This is an incredibly simplistic CSV reader to easily read and fetch data from CSV files.
- Clone this repo:
git clone [email protected]:Kiyoshika/csv-reader.git
mkdir build && cd build
cmake ..
- Add
-DDEBUG_MODE=ON
to compile in debug mode - Add
-DBUILD_TESTS=ON
to build tests
- Add
make
to build the static librarylibcsvreader.a
- (optional)
make test
to run tests if you decided to build them
- Add this repo as a submodule to your project
- E.g.,
mkdir ext && cd ext
git submodule add [email protected]:Kiyoshika/csv-reader.git
- E.g.,
- In your root
CMakeLists.txt
:add_subdirectory(ext/csv-reader)
target_link_libraries([your target] csvreader)
target_include_directories([your target] PUBLIC ${CMAKE_SOURCE_DIR}/ext/csv-reader/include)
Where [your target]
is your executable or library that needs this as a dependency.
By default, this will compile the library in release mode.
This object lives in the csv
namespace, so either use using namespace csv;
or preface with csv::CSVReader
.
When calling the constructor, you can pass a custom (single-char) delimiter and (single-char) quote character. By default, these are ,
and "
respectively.
CSVReader csv; // by default using ',' and '"'
CSVReader csv2('|', '\''); // use '|' as delim and single quote as quote char
You can optionally set a string that defines a NULL value, e.g., NA, N/A, (null), etc.
This library always treats empty columns as null (e.g., empty strings created when two delimiters are directly next to each other.)
Any index out of bounds will automatically return true if checking for null.
csv.set_null_text("NA"); // any text read as "NA" will be marked as null
// check if a column is null at index
if (csv.column_is_null(index)) { ... }
When you open()
a file, you can choose whether or not to skip the header line. By default, this is true. Every open()
must have an opposite close()
. This is not included in the destructor since nothing is opened upon construction and is thus the programmer's responsibility.
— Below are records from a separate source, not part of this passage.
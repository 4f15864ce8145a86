//! Terminal output formatting

use clap::ValueEnum;
use colored::Colorize;
use cpuplot_lib::CpuSeries;
use tabled::{settings::Style, Table, Tabled};

/// How the parsed samples are echoed to the terminal
#[derive(Debug, Clone, Copy, Default, ValueEnum)]
pub enum OutputFormat {
    /// Table format (default)
    #[default]
    Table,
    /// JSON format
    Json,
}

#[derive(Tabled)]
struct SampleRow {
    #[tabled(rename = "#")]
    index: usize,
    time: String,
    #[tabled(rename = "%usr")]
    usr: f64,
    #[tabled(rename = "%sys")]
    sys: f64,
    #[tabled(rename = "%iowait")]
    iowait: f64,
    #[tabled(rename = "%irq")]
    irq: f64,
    #[tabled(rename = "%soft")]
    soft: f64,
    #[tabled(rename = "%idle")]
    idle: f64,
}

/// Print the parsed series in the requested format
pub fn print_series(series: &CpuSeries, format: OutputFormat) {
    match format {
        OutputFormat::Table => {
            let rows: Vec<SampleRow> = series
                .samples()
                .enumerate()
                .map(|(index, sample)| SampleRow {
                    index,
                    time: sample.time,
                    usr: sample.usr,
                    sys: sample.sys,
                    iowait: sample.iowait,
                    irq: sample.irq,
                    soft: sample.soft,
                    idle: sample.idle,
                })
                .collect();
            let table = Table::new(rows).with(Style::rounded()).to_string();
            println!("{}", table);
        }
        OutputFormat::Json => {
            if let Ok(json) = serde_json::to_string_pretty(series) {
                println!("{}", json);
            }
        }
    }
}

/// Print a success message
pub fn print_success(message: &str) {
    println!("{} {}", "✓".green().bold(), message);
}

/// Print an error message
pub fn print_error(message: &str) {
    eprintln!("{} {}", "✗".red().bold(), message);
}

/// Print a warning message
pub fn print_warning(message: &str) {
    println!("{} {}", "⚠".yellow().bold(), message);
}

/// Print an info message
pub fn print_info(message: &str) {
    println!("{} {}", "ℹ".blue().bold(), message);
}
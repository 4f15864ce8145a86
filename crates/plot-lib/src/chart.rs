//! Chart rendering
//!
//! Draws one line per utilization category against sample index. The
//! interval labels are annotations only, so the x-axis is the sample
//! number, and the y-axis is pinned to 0-100 percent with a gridline every
//! ten points. The backend is chosen from the output file extension.

use crate::models::{CpuSeries, METRICS};
use anyhow::{anyhow, bail, Result};
use plotters::coord::Shift;
use plotters::drawing::DrawingAreaErrorKind;
use plotters::prelude::*;
use std::path::Path;

const CHART_SIZE: (u32, u32) = (1000, 600);

/// One fixed color per metric, in `METRICS` order
const METRIC_COLORS: [RGBColor; 6] = [
    RGBColor(31, 119, 180),  // %usr - blue
    RGBColor(255, 127, 14),  // %sys - orange
    RGBColor(44, 160, 44),   // %iowait - green
    RGBColor(214, 39, 40),   // %irq - red
    RGBColor(148, 103, 189), // %soft - purple
    RGBColor(127, 127, 127), // %idle - gray
];

/// Render the series as a line chart at `output`.
///
/// `.png` and `.bmp` go through the bitmap backend, `.svg` through the SVG
/// backend; any other extension is rejected before anything is written. An
/// empty series produces an empty grid rather than an error.
pub fn render_chart(series: &CpuSeries, cpu_id: &str, output: &Path) -> Result<()> {
    let ext = output
        .extension()
        .and_then(|e| e.to_str())
        .map(str::to_ascii_lowercase)
        .unwrap_or_default();

    match ext.as_str() {
        "png" | "bmp" => {
            let root = BitMapBackend::new(output, CHART_SIZE).into_drawing_area();
            draw(&root, series, cpu_id)
                .map_err(|e| anyhow!("failed to render chart to {}: {e}", output.display()))
        }
        "svg" => {
            let root = SVGBackend::new(output, CHART_SIZE).into_drawing_area();
            draw(&root, series, cpu_id)
                .map_err(|e| anyhow!("failed to render chart to {}: {e}", output.display()))
        }
        "" => bail!(
            "output path {} has no extension; use .png, .bmp or .svg",
            output.display()
        ),
        other => bail!("unsupported chart format `.{other}`; use .png, .bmp or .svg"),
    }
}

fn draw<DB: DrawingBackend>(
    root: &DrawingArea<DB, Shift>,
    series: &CpuSeries,
    cpu_id: &str,
) -> Result<(), DrawingAreaErrorKind<DB::ErrorType>> {
    root.fill(&WHITE)?;

    // At least one sample slot, so an empty series still yields a grid
    let x_max = series.len().max(1);

    let mut chart = ChartBuilder::on(root)
        .caption(
            format!("CPU {cpu_id} usage over time"),
            ("sans-serif", 28),
        )
        .margin(10)
        .x_label_area_size(40)
        .y_label_area_size(48)
        .build_cartesian_2d(0..x_max, 0f64..100f64)?;

    chart
        .configure_mesh()
        .x_desc("sample")
        .y_desc("percentage")
        .y_labels(11)
        .y_label_formatter(&|v| format!("{v:.0}"))
        .draw()?;

    for (slot, metric) in METRICS.iter().enumerate() {
        let color = METRIC_COLORS[slot];
        chart
            .draw_series(LineSeries::new(
                series.column(*metric).iter().copied().enumerate(),
                color.stroke_width(2),
            ))?
            .label(metric.column())
            .legend(move |(x, y)| {
                PathElement::new(vec![(x, y), (x + 18, y)], color.stroke_width(2))
            });
    }

    chart
        .configure_series_labels()
        .position(SeriesLabelPosition::UpperRight)
        .background_style(WHITE.mix(0.8))
        .border_style(BLACK)
        .draw()?;

    root.present()
}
csv.open("path_to_file.csv"); // by default, skip_header = true
csv.open("path_to_file.csv", false); // read header when calling read_line() next
You read_line()
to read the next line in the CSV file which is internally tokenized. This returns true
when data has been read and false
otherwise (e.g., at the end of the file)
csv.read_line(); // can be used on-demand
// or, in a while loop
while (csv.read_line()) { ... }
You can then use either get_column<T>(index)
to retrieve and cast the column value to your desired types or use get_and_strip_column(index)
to read the column as a string and strip the quotes off the end. Note that get_column<T>(...)
will throw an exception if the value can not be cast to the given type.
Alternatively, use get_column_or_default<T>(index, default)
to attempt to retrieve a value or return a default value if either the value could not be cast properly OR if the value is null. This can simplify things instead of explicitly checking csv.column_is_null(...)
. Note that while this is convenient, it will silence any underlying issues with the data, so use at your own risk.
All major numeric types are supported as well as std::string
.
If colum index is out of range, either 0 or empty string is returned depending on the type given.
If a delimiter is present inbetween quotes, it is ignored and read as part of the string. E.g., "quote,with,delim"
if the delimiter is ,
and quote is "
.
For reading strings, get_and_strip_column(index)
is the recommended method to prevent unexpected quotes showing up unless you are certain in the quality of your data.
Below is a full example showcasing some of the usage.
#include "CSVReader.hpp"
int main()
{
CSVReader csv;
csv.set_null_text("NA");
csv.open("path_to_file.csv");
while (csv.read_line())
{
auto col1 = csv.get_column_or_default<uint16_t>(0, 0);
auto col2 = csv.get_column<double>(1);
auto col3 = csv.get_column<std::string>(2);
auto col4 = csv.get_and_strip_column(3); // e.g., "value" -> value
}
csv.close();
return 0;
}
WARNING:
- This library does not safeguard against exceptions if a cast fails. It's the programmer's responsibility to either validate data or handle exceptions.